═══ Source data ═══

// This Source Code Form is subject to the terms of the Mozilla Public
// License, v. 2.0. If a copy of the MPL was not distributed with this
// file, You can obtain one at https://mozilla.org/MPL/2.0/.

use serde::Serialize;
use url::Url;

use crate::error::ConfigError;

/// Default `generator` value written into every feed
pub const DEFAULT_GENERATOR: &str = concat!("pulpitcast ", env!("CARGO_PKG_VERSION"));

/// Default channel `ttl` in minutes
pub const DEFAULT_TTL_MINUTES: u32 = 60;

/// Category published for podcasts that have none
pub const DEFAULT_CATEGORY: &str = "Religion & Spirituality";

/// Site-wide configuration passed explicitly into feed rendering
///
/// Base URLs always end with a slash so relative joins keep their last
/// path segment.
#[derive(Debug, Clone, PartialEq, Eq, Serialize)]
pub struct SiteConfig {
    pub site_base_url: Url,
    pub assets_base_url: Option<Url>,
    pub generator: String,
    pub ttl_minutes: u32,
    pub default_category: String,
}

impl SiteConfig {
    /// Build a configuration from raw base URL strings
    pub fn new(site_base_url: &str, assets_base_url: Option<&str>) -> Result<Self, ConfigError> {
        let site_base_url = parse_base_url("site base URL", site_base_url)?;
        let assets_base_url = assets_base_url
            .filter(|s| !s.trim().is_empty())
            .map(|s| parse_base_url("assets base URL", s))
            .transpose()?;

        Ok(Self {
            site_base_url,
            assets_base_url,
            generator: DEFAULT_GENERATOR.to_string(),
            ttl_minutes: DEFAULT_TTL_MINUTES,
            default_category: DEFAULT_CATEGORY.to_string(),
        })
    }

    /// Public page of a podcast: `{site}/podcasts/{slug}`
    pub fn podcast_url(&self, slug: &str) -> Url {
        let mut url = self.site_base_url.clone();
        if let Ok(mut segments) = url.path_segments_mut() {
            segments.pop_if_empty().extend(["podcasts", slug]);
        }
        url
    }

    /// Public page of an episode: `{site}/podcasts/{slug}/{episode}`
    pub fn episode_url(&self, podcast_slug: &str, episode_segment: &str) -> Url {
        let mut url = self.podcast_url(podcast_slug);
        if let Ok(mut segments) = url.path_segments_mut() {
            segments.push(episode_segment);
        }
        url
    }

    /// Feed document URL below the podcast page, e.g. `rss.xml`
    pub fn feed_url(&self, podcast_slug: &str, file_name: &str) -> Url {
        self.episode_url(podcast_slug, file_name)
    }

    /// Fallback cover art when a podcast has none
    pub fn default_image_url(&self) -> Url {
        self.site_base_url
            .join("image.png")
            .unwrap_or_else(|_| self.site_base_url.clone())
    }

    /// Resolve a stored image reference into an absolute URL
    ///
    /// Absolute http(s) URLs are returned as-is. Anything else is treated as
    /// an object key below the assets base URL, or the site base URL when no
    /// assets base is configured.
    pub fn asset_url(&self, raw: &str) -> Option<String> {
        let raw = raw.trim();
        if raw.is_empty() {
            return None;
        }
        if raw.starts_with("http://") || raw.starts_with("https://") {
            return Some(raw.to_string());
        }

        let base = self.assets_base_url.as_ref().unwrap_or(&self.site_base_url);
        base.join(raw.trim_start_matches('/'))
            .ok()
            .map(String::from)
    }
}

fn parse_base_url(name: &'static str, value: &str) -> Result<Url, ConfigError> {
    let trimmed = value.trim();

    // Hosts are often configured without a scheme
    let candidate = if trimmed.contains("://") {
        trimmed.to_string()
    } else {
        format!("https://{trimmed}")
    };

    let mut url = Url::parse(&candidate).map_err(|source| ConfigError::InvalidUrl {
        name,
        value: value.to_string(),
        source,
    })?;

    if !matches!(url.scheme(), "http" | "https") {
        return Err(ConfigError::UnsupportedScheme {
            name,
            value: value.to_string(),
        });
    }

    if !url.path().ends_with('/') {
        let path = format!("{}/", url.path());
        url.set_path(&path);
    }
    url.set_query(None);
    url.set_fragment(None);

    Ok(url)
}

═══

● **Goal of the exercise**
Reproduce, character for character, only the lines of the preceding data that start at the line with "pub fn podcast_url(&self, slug: &str)" and end at the line with "let mut url = self.podcast_url(podcast_slug);", both included.

● **Task solution**
    pub fn podcast_url(&self, slug: &str) -> Url {
        let mut url = self.site_base_url.clone();
        if let Ok(mut segments) = url.path_segments_mut() {
            segments.pop_if_empty().extend(["podcasts", slug]);
        }
        url
    }

    /// Public page of an episode: `{site}/podcasts/{slug}/{episode}`
    pub fn episode_url(&self, podcast_slug: &str, episode_segment: &str) -> Url {
        let mut url = self.podcast_url(podcast_slug);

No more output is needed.